21st-Century Child-Buying: Sperm Donation and the Commodification of Babies
The burgeoning fertility industry treats procreation like a business and human beings like products.
The Washington Post recently featured the story of Danielle Rizzo, a gay woman who conceived two children by purchasing sperm from a donor only to discover that the particular donor may have passed on birth defects to the children:
Rizzo's children, ages 7 and 6, were at the center of one of the most ethically complex legal cases in the modern-day fertility industry. Three years ago, while researching treatment options for her sons, Rizzo says she made an extraordinary discovery: The boys are part of an autism cluster involving at least a dozen children scattered across the United States, Canada and Europe, all conceived with sperm from the same donor. Many of the children have secondary diagnoses of ADHD, dyslexia, mood disorders, epilepsy and other developmental and learning disabilities.
In the eyes of the law, every contract carries with it an implied covenant of good faith and fair dealing. There must be a meeting of the minds between the parties and due consideration paid. But the transactional principles of contract and consent that govern commerce are woefully ill suited to the realm of family and procreation.
Sperm banks allowed Rizzo to essentially shop around for her sperm donor. She chose Donor H898, a blond-haired, blue-eyed, 6'1" hunk with a master's degree, described by some women as "hot." The donor reported no serious health problems, though Rizzo contends that he was in fact diagnosed with ADHD and received special schooling for children with learning disabilities.
Such incidents have occurred before. In 2011, one sperm donor was found to have passed on a potentially deadly aortic heart condition to 24 different offspring. In 2012, a Danish man passed on a severe genetic disease to at least five offspring out of the total of forty-three children he splattered throughout Europe to unsuspecting mothers. One such mother told the BBC that the sperm banks "earn a lot of money doing this. And one has a responsibility to make sure that the product, so to speak, is all right."
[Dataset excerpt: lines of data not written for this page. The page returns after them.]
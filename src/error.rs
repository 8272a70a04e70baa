use std::path::PathBuf;

/// Errors reported when a game is constructed with unusable parameters.
/// Construction fails outright; no partial board is produced.
#[derive(Debug, PartialEq, Eq, thiserror::Error)]
pub enum SetupError {
    #[error("a board needs at least one column")]
    ZeroColumns,

    #[error("column height must be at least 1")]
    ZeroHeight,

    #[error("the candy alphabet is empty")]
    EmptyAlphabet,

    #[error("the candy alphabet cannot hold more than 256 types")]
    AlphabetTooLarge,
}

/// Errors that can occur when loading configuration.
#[derive(Debug, thiserror::Error)]
pub enum ConfigError {
    #[error("failed to read config file {path}: {source}")]
    FileRead {
        path: PathBuf,
        source: std::io::Error,
    },

    #[error("failed to parse TOML: {0}")]
    TomlParse(#[from] toml::de::Error),

    #[error("config validation error: {0}")]
    Validation(String),
}

#[cfg(test)]
mod tests {
    use super::*;

    #[test]
    fn test_setup_error_display() {
        assert_eq!(
            SetupError::ZeroColumns.to_string(),
            "a board needs at least one column"
        );
        assert_eq!(
            SetupError::ZeroHeight.to_string(),
            "column height must be at least 1"
        );
    }

    #[test]
    fn test_config_error_display() {
        let err = ConfigError::Validation("game.rows must be > 0".to_string());
        assert_eq!(
            err.to_string(),
            "config validation error: game.rows must be > 0"
        );
    }
}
The product, so to speak, is ultimately a human being.
From the perspective of the law and consumer protection, one can certainly argue that sperm banks need stricter regulation and genetic testing, but that is easier said than done. A comprehensive test of a donor for all heritable genetic diseases is not practical, nor are there available tests for all such conditions that may manifest. As things stand, U.S. law requires testing only for communicable diseases, so any genetic testing is left up to the sperm banks. Recently, a New York City sperm bank faced lawsuits over knowingly selling sperm that was inadequately tested for genetic diseases, potentially affecting thousands of offspring.
The risks of genetic defects are compounded by the fact that the most popular sperm donors may sometimes father well in excess of 100 children, each of whom may have no idea of his siblings' identities.
Even if adequate testing were possible, where would such testing logically end in weeding out "defective" candidates? The fertility industry faces steep moral pitfalls on both sides of the issue. It obviously must find a way to screen for the dangers of untested donors passing on STDs and heritable diseases. At the same time, screening candidates for any risk of a genetic imperfection presents the inevitable and disconcerting push toward a genetically perfect "designer baby." The more the industry succeeds in pleasing the customer and making the process defect-free, the farther it goes down a road toward eugenics.
The fertility industry allows women to shop for sperm the way they shop for shoes. As the Guardian reported concerning one Australian woman's experience shopping for a sperm donor:
Her fertility center gave her the password to a protected site — the catalogue. It contained a mix of Australian and American men. "Go and have fun with it," the andrologist suggested. "Invite your girlfriends around, have some wine and cheese, and choose a donor."
The concerns over good or bad genetic consequences of sperm donation only serve to highlight the underlying moral ambiguity of subjecting human procreation to the instrumentality of the market. Like in any commercial transaction, a woman who enters into a contract and pays money to the sperm bank is entitled to the benefit of the bargain. But a human life should not be treated like a commodity. It can only be regarded as a gift, not as part of a transaction. Life is always an end in itself.
Rizzo's case concerning the tragedy of the autism cluster and the others discussed above reveal how concepts of fraud or buyer's remorse can enter what was once the domain of unconditional love and commitment between man and woman, the act of creating a family.
Secular society has no adequate answer to the moral quandary of the sperm donor business because the logic of contract and consent puts forth no natural objection to the commodification of human procreation.
Ever since same-sex couples calling themselves married was enshrined into law by the Supreme Court in 2015, many on the right have simply waved the white flag on the primacy of the biological family and the need for a mother and father. Marriage is simply consenting adults entering into a contract. The disturbing rise of the sperm donor industry is one of the consequences of that retreat.
Society cannot build families by the logic of contract alone, nor bring life into this world the way we buy and sell goods. Instead, it must shift its perspective from the morally empty legalisms of consent and contract borrowed from the realm of business to a concern for the inherent dignity of the human person, which is fostered in the biological family.